A Virginia judge yesterday rejected a Las Vegas man's pleas that Arlington prosecutor William S. Burroughs had tricked him into making incriminating statements about a 1977 double murder.

Arlington Circuit Court Judge Charles S. Russell refused to dismiss murder conspiracy charges against Joseph N. Martin or to disquality himself from presiding at the Nevada man's trial Oct. 22.

Burroughs, who testified before Russel yesterday, "acted in good faith" when he had Martin indicted earlier this year on the murder conspiracy charges, the judge ruled. The charges grow out of the execution-style slaying of Northern Virginia real estate salesman Allan Foreman and Foreman's fiance, Donna Shoemaker, in the garage of a North Arlington home.

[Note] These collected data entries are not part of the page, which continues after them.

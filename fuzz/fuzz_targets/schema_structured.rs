//! Structured fuzzing for the tabula schema compiler.
//!
//! This target generates semi-valid schemas using the `arbitrary` crate so
//! that inputs reach the linker and validator. Whenever a schema compiles,
//! its printed form must compile back to the same text.
//!
//! Run with:
//! ```bash
//! cargo +nightly fuzz run fuzz_schema_structured
//! ```

#![no_main]

use arbitrary::{Arbitrary, Unstructured};
use libfuzzer_sys::fuzz_target;
use tabula_schema::{Compiler, write_model};

/// A generated field type.
#[derive(Debug, Arbitrary)]
enum FuzzFieldType {
    Int,
    Real,
    Text,
    Email,
    Date,
    Epoch,
    Password,
    Blob,
    /// Foreign key into the `n`th struct, with a nested field over it.
    Foreign(u8),
}

/// A generated field flag.
#[derive(Debug, Arbitrary)]
enum FuzzFlag {
    None,
    Unique,
    Null,
    NoExport,
    LimitGe(i16),
}

impl FuzzFlag {
    fn to_string(&self) -> String {
        match self {
            Self::None => String::new(),
            Self::Unique => " unique".to_string(),
            Self::Null => " null".to_string(),
            Self::NoExport => " noexport".to_string(),
            Self::LimitGe(v) => format!(" limit ge {v}"),
        }
    }
}

/// A generated field.
#[derive(Debug, Arbitrary)]
struct FuzzField {
    field_type: FuzzFieldType,
    flag: FuzzFlag,
}

/// A generated query operator.
#[derive(Debug, Arbitrary)]
enum FuzzOperator {
    Eq,
    Like,
    Isnull,
    Ge,
    And,
}

impl FuzzOperator {
    fn as_str(&self) -> &'static str {
        match self {
            Self::Eq => "",
            Self::Like => " like",
            Self::Isnull => " isnull",
            Self::Ge => " ge",
            Self::And => " and",
        }
    }
}

/// A generated query over field indices.
#[derive(Debug, Arbitrary)]
struct FuzzSearch {
    list: bool,
    terms: Vec<(u8, FuzzOperator)>,
    limit: Option<u8>,
}

/// A generated struct.
#[derive(Debug, Arbitrary)]
struct FuzzStruct {
    fields: Vec<FuzzField>,
    searches: Vec<FuzzSearch>,
    unique: Option<(u8, u8)>,
}

/// A generated schema.
#[derive(Debug, Arbitrary)]
struct FuzzSchema {
    structs: Vec<FuzzStruct>,
}

impl FuzzSchema {
    fn to_string(&self) -> String {
        let count = self.structs.len().max(1);
        let mut out = String::new();

        for (i, s) in self.structs.iter().enumerate() {
            out.push_str(&format!("struct s{i} {{\n    field id int rowid;\n"));
            let mut names = vec!["id".to_string()];

            for (j, f) in s.fields.iter().enumerate().take(16) {
                let mut name = format!("f{j}");
                let ty = match f.field_type {
                    FuzzFieldType::Int => "int".to_string(),
                    FuzzFieldType::Real => "real".to_string(),
                    FuzzFieldType::Text => "text".to_string(),
                    FuzzFieldType::Email => "email".to_string(),
                    FuzzFieldType::Date => "date".to_string(),
                    FuzzFieldType::Epoch => "epoch".to_string(),
                    FuzzFieldType::Password => "password".to_string(),
                    FuzzFieldType::Blob => "blob".to_string(),
                    FuzzFieldType::Foreign(n) => {
                        let target = usize::from(n) % count;
                        out.push_str(&format!("    field {name}:s{target}.id int;\n"));
                        let ty = format!("struct {name}");
                        name = format!("n{j}");
                        ty
                    }
                };
                out.push_str(&format!("    field {name} {ty}{};\n", f.flag.to_string()));
                names.push(name);
            }

            for (k, q) in s.searches.iter().enumerate().take(8) {
                let terms: Vec<_> = q
                    .terms
                    .iter()
                    .take(4)
                    .map(|(idx, op)| format!("{}{}", names[usize::from(*idx) % names.len()], op.as_str()))
                    .collect();
                let kind = if q.list { "list" } else { "search" };
                out.push_str(&format!("    {kind} {}: name q{k}", terms.join(", ")));
                if let Some(limit) = q.limit {
                    out.push_str(&format!(" limit {}", u32::from(limit) + 1));
                }
                out.push_str(";\n");
            }

            if let Some((a, b)) = s.unique {
                let a = &names[usize::from(a) % names.len()];
                let b = &names[usize::from(b) % names.len()];
                out.push_str(&format!("    unique {a}, {b};\n"));
            }
            out.push_str("};\n");
        }
        out
    }
}

fuzz_target!(|data: &[u8]| {
    let mut unstructured = Unstructured::new(data);

    if let Ok(schema) = FuzzSchema::arbitrary(&mut unstructured) {
        let mut compiler = Compiler::new();
        compiler.parse_str("fuzz.ort", &schema.to_string());

        let comp = compiler.compile();
        if !comp.ok {
            return;
        }

        let text = write_model(&comp.model);
        let mut again = Compiler::new();
        again.parse_str("fuzz.ort", &text);
        let model = again.finish().expect("printed schema must compile");
        assert_eq!(write_model(&model), text);
    }
});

A former insurance salesman, Martin was arrested in 1977 along with Richard Lee Earman, a real estate salesman, and charged with murdering the couple. The charges against Martin were suddenly dropped during Earman's trial and Earman later was acquitted of the murder charges.

Burroughs earlier this year won indictments of both Earman and Martin on murder conspiracy charges in the couple's deaths. Earman has testified that he killed the couple and is awaiting sentencing.

Martin, 28, has pleaded innocent to the charges.

Martin's version of his meetings with Burroughs differed sharply from prosecutor's. He quoted Burroughs as telling him at one point: "It should be obvious to you that I'm not going to prosecute you in the Earman case."

Martin said that promise prompted him to volunteer to take a polygraph test on the Earman case with the understanding that he -- not the police -- would provide the questions.

But Martin said when he arrived at police headquarters in Arlington he found himself faced with a longer list of questions and he refused to take the test. "I think Mr. Burroughs is trying to trick me," Martin said he told a friend at the time.

In testimony yesterday, Burroughs said that he never had promised Martin immunity from prosecution. "I have never told Mr. Martin that he would not be prosecuted in connection with the murders," Burroughs stated. "I don't recall that I specifically promised him anything."

Burroughs also said that he did not initially "suspect" Martin of committing the murders during the course of the second investigation that led to Martin's reindictment. "I didn't expect Martin to incriminate himself," Burroughs said.

Despite that incident and Martin's subsequent move west, he said he continued to remain in contact with the prosecutor. Their meetings, Martin said, began in November 1977 shortly after Earman's acquittal.

Martin said he was troubled by his role in three Fairfax County burglaries he had committed with Earman in 1977. "I really wanted to get something off my chest," Martin testified.

Yesterday's court hearing did not pinpoint the evidence that led Burroughs to seek the new indictment. However, Burroughs did say yesterday that Martin had told him of a telephone conversation he had with Earman shortly after the deaths of the Arlington couple.

In that conversation, Martin said Earman had informed him of the couple's deaths even though police had not yet discovered their bodies, the prosecutor said.

Earman testified earlier this year that Martin had approached him about killing the couple so Martin could collect on a $56,000 life insurance policy he had sold Foreman. Earman said Martin offered him $15,000 to arrange the murder, but that he decided to kill Foreman himself to save the costs of hiring a "hit man."

Because Burroughs is expected to be a significant witness against Martin, Judge Russell has named a special prosecutor, Donald S. Caruthers, to handle the case. Caruthers yesterday made his first appearance in the case, representing Burroughs' office.